FLUC Utility
The FLUC utility allows to exploit the capabilities of the FLUC subprogram as a batch program by an easy-to-use command line or in the respective script languages/shells (BAT, BASH, PERL, JCL, …) of the various platforms. It represents the respective platform-dependent implementation of FLUC for processing complete files, streams, tables, or other data sources in the form of a command parser needed for automating processes. This tool is used primarily for converting data sets without needing a temporary FLAMFILE. FLUC is available as of version 5 and is called by CONV, XCNV, DIFF and INFO command of the FLCL (Frankenstein-Limes Command Line).
Benefits
- Cross-platform and cross-border converting of file and data formats (internationalization) with local or remote access
- Supports various I/O methods, codecs, encryption schemes, compression algorithms, character set translation and conversions between logical data formats
- Automatic recognition of compression algorithm (GZIP, BZIP2, XZ,ZSTD, ...) when reading text data. That allows transparent handling of compressed and uncompressed texts
- Data exchange between mainframes (System/z (VSE, z/OS), BS2000 (OSD), …) and the distributed world (WINDOWS, UNIX, …) is simplified or even made possible
- Simple and fast integration of complex batch processes for maximum automation
The product
- Easy-to-use and highly intelligent command line with interactive help, configuration and property management including multi client cabebilities
- Byte, block, record, and text-oriented I/O
- Reads and writes FLAM4 files, ZIP archives and TARballs
- Supports
- Multiple write specifications
- SSH for remote access
- HEX (BASE16), BASE32/64, ASCII ARMOR, and other encodings
- OpenPGP, OpenSSL ENC, z/OS-EF, and other encryptions
- GZIP, LZMA, BZIP2, LZIP, XZ, ZSTD and other compression
- ZIP, TAR, FLAM4 and other archive formats
- Character set conversions between ASCII, EBCDIC, and UNICODE incl. casemapping, substitution, transliteration with a professional reporting and user defined subsets (string.latin), NFC/NFD normalization, entry assistant for codepoints in single byte character sets (UNICODE support for 3270)

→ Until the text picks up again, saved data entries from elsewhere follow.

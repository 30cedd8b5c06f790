//! Stable meeting identifiers.
//!
//! An id has the shape `{agency}/{YYYYmmddHHMM}/{identifier}/{title_slug}`,
//! e.g. `chi_ssa_1/201801161400/x/state_street_commission`. The same agency,
//! start and title always produce the same id, which is what downstream
//! stores upsert on. Two distinct meetings sharing all three collide and are
//! treated as one event.

use chrono::NaiveDateTime;
use once_cell::sync::Lazy;
use regex::Regex;

/// Placeholder segment used when a spider supplies no identifier.
pub const DEFAULT_IDENTIFIER: &str = "x";

/// Shape every derived id must match.
pub static ID_PATTERN: Lazy<Regex> =
    Lazy::new(|| Regex::new(r"^.+/\d{12}/.+/.+$").expect("valid id pattern"));

static NON_ALPHANUMERIC: Lazy<Regex> =
    Lazy::new(|| Regex::new(r"[^A-Za-z0-9]+").expect("valid slug pattern"));

/// Convert a title to its id slug.
///
/// Runs of anything other than ASCII letters and digits collapse to a single
/// underscore, the result is lowercased, and underscores are trimmed from
/// both ends. Applying it twice changes nothing.
///
/// # Examples
///
/// ```
/// use meeting_scrapers::identity::slugify;
///
/// assert_eq!(slugify("State Street Commission"), "state_street_commission");
/// assert_eq!(slugify("  Board -- Special Meeting! "), "board_special_meeting");
/// ```
pub fn slugify(title: &str) -> String {
    NON_ALPHANUMERIC
        .replace_all(title, "_")
        .to_lowercase()
        .trim_matches('_')
        .to_string()
}

/// Derive the id for a meeting.
///
/// `identifier` replaces the `x` segment when present and non-empty; any
/// `/` inside it becomes `-` so the id keeps exactly four segments before
/// the slug.
pub fn meeting_id(
    agency_slug: &str,
    start: &NaiveDateTime,
    title: &str,
    identifier: Option<&str>,
) -> String {
    let segment = identifier
        .filter(|value| !value.is_empty())
        .map(|value| value.replace('/', "-"))
        .unwrap_or_else(|| DEFAULT_IDENTIFIER.to_string());

    format!(
        "{}/{}/{}/{}",
        agency_slug,
        start.format("%Y%m%d%H%M"),
        segment,
        slugify(title)
    )
}
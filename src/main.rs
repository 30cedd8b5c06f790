//! # Meeting Scrapers
//!
//! Batch front end for the meeting core: turns a spider's scraped drafts into
//! finalized, deduplicated meetings, reports how complete they are, and
//! writes them as JSON per agency.
//!
//! ## Usage
//!
//! ```sh
//! meeting_scrapers process -i drafts.json -a chi_ssa_1 -o ./output
//! meeting_scrapers validate -i output/chi_ssa_1/20181012_1200.json
//! meeting_scrapers id -a chi_ssa_1 -s 2018-01-16T14:00:00 -t "State Street Commission"
//! ```
//!
//! ## Architecture
//!
//! `process` follows a pipeline:
//! 1. **Loading**: read drafts from JSON
//! 2. **Finalizing**: derive `id` and `status` in the agency's timezone
//! 3. **Merging**: collapse records sharing an id
//! 4. **Output**: log a validation summary and write the JSON file

use chrono::{Local, NaiveDateTime};
use clap::Parser;
use meeting_scrapers::config::{parse_timezone, Config};
use meeting_scrapers::identity::meeting_id;
use meeting_scrapers::outputs::json;
use meeting_scrapers::pipeline::{finalize_all, load_drafts, load_meetings, merge_duplicates};
use meeting_scrapers::utils::ensure_writable_dir;
use meeting_scrapers::validation::{validate_batch, ValidationSummary};
use std::error::Error;
use std::path::{Path, PathBuf};
use tracing::{debug, error, info, instrument, warn};
use tracing_subscriber::{fmt as tfmt, EnvFilter};

mod cli;

use cli::{Cli, Command};

const DEFAULT_OUTPUT_DIR: &str = "output";

#[tokio::main]
async fn main() -> Result<(), Box<dyn Error>> {
    // --- Tracing init ---
    let filter = EnvFilter::try_from_default_env().unwrap_or_else(|_| EnvFilter::new("info"));
    tfmt()
        .with_env_filter(filter)
        .with_target(true)
        .with_file(false)
        .with_line_number(false)
        .with_timer(tracing_subscriber::fmt::time::UtcTime::rfc_3339())
        .init();

    let start_time = std::time::Instant::now();

    let args = Cli::parse();
    debug!(?args, "Parsed CLI arguments");

    let config = match &args.config {
        Some(path) => {
            let config = Config::load(path)?;
            info!(path = %path.display(), agencies = config.agencies.len(), "Loaded configuration");
            config
        }
        None => Config::default(),
    };

    match args.command {
        Command::Process {
            input,
            agency,
            timezone,
            output_dir,
            now,
        } => {
            let output_dir = output_dir
                .or_else(|| config.output_dir.clone())
                .unwrap_or_else(|| PathBuf::from(DEFAULT_OUTPUT_DIR));
            let timezone = timezone.as_deref().map(parse_timezone).transpose()?;
            process(&config, &input, &agency, timezone, &output_dir, now).await?;
        }
        Command::Validate {
            input,
            threshold,
            now,
        } => {
            let now = now.unwrap_or_else(|| Local::now().naive_local());
            let meetings = load_meetings(&input).await?;
            let summary = ValidationSummary::from_records(&validate_batch(&meetings, now));
            print!("{summary}");

            let failing = summary.failing_fields(threshold);
            if !failing.is_empty() {
                error!(?failing, threshold, "Validation below threshold");
                return Err(format!(
                    "fields below {:.0}%: {}",
                    threshold * 100.0,
                    failing.join(", ")
                )
                .into());
            }
            info!(total = summary.total, "Validation passed");
        }
        Command::Id {
            agency,
            start,
            title,
            identifier,
        } => {
            println!("{}", meeting_id(&agency, &start, &title, identifier.as_deref()));
        }
    }

    let elapsed = start_time.elapsed();
    info!(
        ?elapsed,
        secs = elapsed.as_secs(),
        millis = elapsed.subsec_millis(),
        "Execution complete"
    );

    Ok(())
}

#[instrument(level = "info", skip_all, fields(input = %input.display(), agency = %agency_slug))]
async fn process(
    config: &Config,
    input: &Path,
    agency_slug: &str,
    timezone: Option<chrono_tz::Tz>,
    output_dir: &Path,
    now: Option<NaiveDateTime>,
) -> Result<(), Box<dyn Error>> {
    // Early check: fail before doing any work if output can't be written
    if let Err(e) = ensure_writable_dir(output_dir).await {
        error!(
            path = %output_dir.display(),
            error = %e,
            "Output directory is not writable (fix perms or choose a different path)"
        );
        return Err(e);
    }

    let agency = config.resolve_agency(agency_slug, timezone);
    let now = now.unwrap_or_else(|| agency.now());
    info!(agency = %agency.slug, timezone = %agency.timezone, %now, "Resolved agency");

    let drafts = load_drafts(input).await?;
    let finalized = finalize_all(&agency, drafts, now);
    if finalized.skipped > 0 {
        warn!(skipped = finalized.skipped, "Some drafts could not be finalized");
    }

    let meetings = merge_duplicates(finalized.meetings);

    let summary = ValidationSummary::from_records(&validate_batch(&meetings, now));
    for (field, rate) in &summary.rates {
        info!(field = *field, rate = %format!("{:.0}%", rate * 100.0), "Field pass rate");
    }

    let path = json::write_meetings(&meetings, &agency.slug, output_dir).await?;
    info!(path = %path.display(), count = meetings.len(), "Process complete");
    Ok(())
}
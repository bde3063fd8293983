// crates/outbound-harness-core/src/fixture.rs
// ============================================================================
// Module: Fixture Store
// Description: Per-integration fixture loading and placeholder synthesis.
// Purpose: Provide ordered fixtures per function category for each invocation.
// Dependencies: serde_json, serde_yaml, thiserror, tracing
// ============================================================================

//! ## Overview
//! Fixtures live in `<dir>/<integration>.yaml`, keyed by function category.
//! A missing file is an empty set; a malformed file is a [`FixtureError`].
//! Files are read on every call so edits show up without a restart.
//! [`synthesize_missing`] fills absent categories with generated
//! placeholders built from the integration's required request variables.
//! Invariants:
//! - Fixture order is preserved; fixtures are addressed by index.
//! - `handle` is never synthesized.

// ============================================================================
// SECTION: Imports
// ============================================================================

use std::collections::BTreeMap;
use std::fmt;
use std::fs;
use std::io;
use std::path::Path;
use std::path::PathBuf;
use std::str::FromStr;

use serde::Deserialize;
use serde::Serialize;
use serde_json::Map;
use serde_json::Number;
use serde_json::Value;
use serde_yaml::Mapping;
use serde_yaml::Value as YamlValue;
use thiserror::Error;
use tracing::debug;
use tracing::info;
use tracing::instrument;
// crates/outbound-harness-core/tests/invocation.rs
// ============================================================================
// Module: Invocation Tests
// Description: Uniform invocation of validate, request, and response.
// Purpose: Validate outcome capture for values, errors, and panics.
// Dependencies: outbound-harness-core, tokio
// ============================================================================

//! ## Overview
//! Drives the sample two-phase and combined integrations through [`invoke`]
//! and checks that integration errors and panics surface as outcomes.

#![allow(
    clippy::panic,
    clippy::print_stdout,
    clippy::print_stderr,
    clippy::unwrap_used,
    clippy::expect_used,
    clippy::use_debug,
    clippy::dbg_macro,
    clippy::panic_in_result_fn,
    clippy::unwrap_in_result,
    reason = "Test-only output and panic-based assertions are permitted."
)]

mod common;

use outbound_harness_core::Call;
use outbound_harness_core::Environment;
use outbound_harness_core::FunctionCategory;
use outbound_harness_core::Integration;
use outbound_harness_core::IntegrationError;
use outbound_harness_core::InterceptionOptions;
use outbound_harness_core::InvocationError;
use outbound_harness_core::Outcome;
use outbound_harness_core::RawResponse;
use outbound_harness_core::RequestSpec;
use outbound_harness_core::StandardTypeCatalog;
use outbound_harness_core::VariableDescriptor;
use outbound_harness_core::invoke;
use outbound_harness_core::vars::parse_vars;
use serde_json::Value;
use serde_json::json;

use crate::common::CRED;
use crate::common::MISSING_CREDENTIALS;
use crate::common::lookup_integration;
use crate::common::outbound_integration;
use crate::common::phone_variables;

// ============================================================================
// SECTION: Helpers
// ============================================================================

/// Typed vars for the sample phone.
fn phone_vars() -> Value {
    parse_vars(&StandardTypeCatalog, &phone_variables(), json!({"lead": {"phone_1": "(513) 555-2379"}}))
}

/// Credential environment.
fn env() -> Environment {
    Environment::new().with(CRED, "secret")
}

// ============================================================================
// SECTION: Validate
// ============================================================================

#[tokio::test]
async fn validate_error_is_an_outcome_not_a_failure() {
    let integration = outbound_integration();
    let call = Call::new(phone_vars(), Environment::new());
    let result = invoke(&integration, FunctionCategory::Validate, call, &InterceptionOptions::default())
        .await
        .unwrap();
    assert_eq!(result.outcome, Outcome::Error(MISSING_CREDENTIALS.to_string()));
    assert_eq!(result.actual(), Some(json!(MISSING_CREDENTIALS)));
}

#[tokio::test]
async fn validate_passes_and_fails_on_phone_validity() {
    let integration = outbound_integration();
    let good = invoke(
        &integration,
        FunctionCategory::Validate,
        Call::new(phone_vars(), env()),
        &InterceptionOptions::default(),
    )
    .await
    .unwrap();
    assert_eq!(good.outcome, Outcome::Absent);

    let bad_vars = parse_vars(&StandardTypeCatalog, &phone_variables(), json!({"lead": {"phone_1": "12"}}));
    let bad = invoke(&integration, FunctionCategory::Validate, Call::new(bad_vars, env()), &InterceptionOptions::default())
        .await
        .unwrap();
    assert_eq!(bad.outcome, Outcome::Value(json!("A valid phone number is required")));
}

#[tokio::test]
async fn panicking_validate_is_captured() {
    let integration = Integration::builder("fragile")
        .request_variables(vec![VariableDescriptor::required("lead.email", "email", "Email")])
        .validate(|_vars: &Value, _env: &Environment| -> Result<Option<String>, IntegrationError> {
            panic!("validator exploded")
        })
        .request(|_vars: &Value, _env: &Environment| -> Result<RequestSpec, IntegrationError> {
            Ok(RequestSpec::default())
        })
        .response(|_vars: &Value, _req: &RequestSpec, _res: &RawResponse| -> Result<Value, IntegrationError> {
            Ok(Value::Null)
        })
        .build()
        .unwrap();
    let result = invoke(&integration, FunctionCategory::Validate, Call::default(), &InterceptionOptions::default())
        .await
        .unwrap();
    assert_eq!(result.outcome, Outcome::Error("validator exploded".to_string()));
}

// ============================================================================
// SECTION: Two-Phase
// ============================================================================

#[tokio::test]
async fn request_value_is_the_serialized_request_description() {
    let integration = outbound_integration();
    let result = invoke(
        &integration,
        FunctionCategory::Request,
        Call::new(phone_vars(), env()),
        &InterceptionOptions::default(),
    )
    .await
    .unwrap();
    assert_eq!(
        result.outcome,
        Outcome::Value(json!({
            "method": "POST",
            "url": "https://api.example.com/leads",
            "headers": {"Authorization": "key secret"},
            "body": "phone=5135552379"
        }))
    );
}

#[tokio::test]
async fn response_parses_supplied_raw_response() {
    let integration = outbound_integration();
    let call = Call {
        res: Some(RawResponse {
            status: 200,
            headers: [("Content-Type".to_string(), "application/json".to_string())].into_iter().collect(),
            body: r#"{"ok": true}"#.to_string(),
        }),
        ..Call::default()
    };
    let result = invoke(&integration, FunctionCategory::Response, call, &InterceptionOptions::default())
        .await
        .unwrap();
    assert_eq!(result.outcome, Outcome::Value(json!({"outcome": "success"})));

    let broken = Call {
        res: Some(RawResponse {
            status: 500,
            headers: Default::default(),
            body: "<html>".to_string(),
        }),
        ..Call::default()
    };
    let result = invoke(&integration, FunctionCategory::Response, broken, &InterceptionOptions::default())
        .await
        .unwrap();
    assert!(result.is_error());
}

// ============================================================================
// SECTION: Contract Mismatch
// ============================================================================

#[tokio::test]
async fn categories_outside_the_contract_are_rejected() {
    let combined = lookup_integration();
    let err = invoke(&combined, FunctionCategory::Request, Call::default(), &InterceptionOptions::default())
        .await
        .unwrap_err();
    assert!(matches!(
        err,
        InvocationError::WrongContract {
            category: FunctionCategory::Request,
            contract: "handle",
            ..
        }
    ));

    let two_phase = outbound_integration();
    let err = invoke(&two_phase, FunctionCategory::Handle, Call::default(), &InterceptionOptions::default())
        .await
        .unwrap_err();
    assert_eq!(err.to_string(), "integration 'outbound' has no handle function (request/response contract)");
}
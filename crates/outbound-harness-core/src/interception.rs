// crates/outbound-harness-core/src/interception.rs
// ============================================================================
// Module: Network Interception Harness
// Description: Scoped interception rules for combined `handle` integrations.
// Purpose: Answer declared outbound calls and report the ones never made.
// Dependencies: async-trait, regex, serde, tokio, tracing, url
// ============================================================================

//! ## Overview
//! [`InterceptionScope::install`] turns a fixture's [`NetworkExpectation`]s
//! into rules served by an [`HttpTransport`]. Each rule answers one matching
//! request. After the handler returns, unsatisfied rules are reported by key
//! rather than failing the invocation. Dropping the scope tears every rule
//! down, so a late call from a timed-out handler fails with
//! [`TransportError::Closed`].
//! Invariants:
//! - Rules never outlive the scope that installed them.
//! - At most one scope is used per invocation.

// ============================================================================
// SECTION: Imports
// ============================================================================

use std::collections::BTreeMap;
use std::sync::Arc;
use std::sync::Mutex;
use std::sync::MutexGuard;
use std::sync::PoisonError;
use std::time::Duration;

use async_trait::async_trait;
use regex::Regex;
use serde::Deserialize;
use serde::Serialize;
use serde_json::Value;
use tracing::debug;
use tracing::info;
use tracing::instrument;
use tracing::warn;
use url::Url;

- Checksum claculation and verification (MD5, SHA1, SHA256, SHA512)
- Signature generation and verification (e.g. OpenPGP detached signatures)
- Anti-virus-Scanning (also on z/OS)
- Binary, text, table, XML, and other formattings
- Uses native file organizations and record formats on every platform
- Available for a wide range of platforms: AIX, HP-UX, Oracle Solaris, Linux, z/OS, Windows, VSE, BS2000, ….
FLINFO and FLVIEW
As part of FLUC, we offer two commands on all plattforms (e.g. on z/OS as ISPF line commands):
FLINFO (equivalent to flcl info get.file=&DSN
) displays all file attributes (file format, file size, organization, record format, record length, ...) of a file. This also includes member lists of concatenated FLAM, GZIP, BZIP2 or XZ files. In addition to the file format and detected character set, detected delimiters, padding characters and base encodings are also displayed.
FLVIEW uses the CONV command of FLUC (flcl conv read.file=&DSN write.record()
) to read any file in an automated way (XML, Text, Binary) and display it in clear form, so that you can view the actual content in a well-formatted way. Here is an example of a CLIST for z/OS:
When using e.g. FLVIEW on a file in ISPF 3.4, the clear content of the file is displayed in the browser. This applies to normal record-oriented datasets, VSAM files or file on USS (file manager). Beside regular files, all kinds of files tranferred to the host as binary from Windows/Linux/... are read correctly and converted into records. This includes text and XML files (pretty printed) as well as GZIP, BZIP2, ZSTD and XZ files. Furthermore, all FLAMFILEs (undefined, stream, text or record) are displayed correctly. Even if the FLAM member is a GZIP file, the contents (XML, text, binary) of the GZIP file is displayed correctly. On UNIX and WINDOWS systems, files are not converted into records, but into text or a binary dump.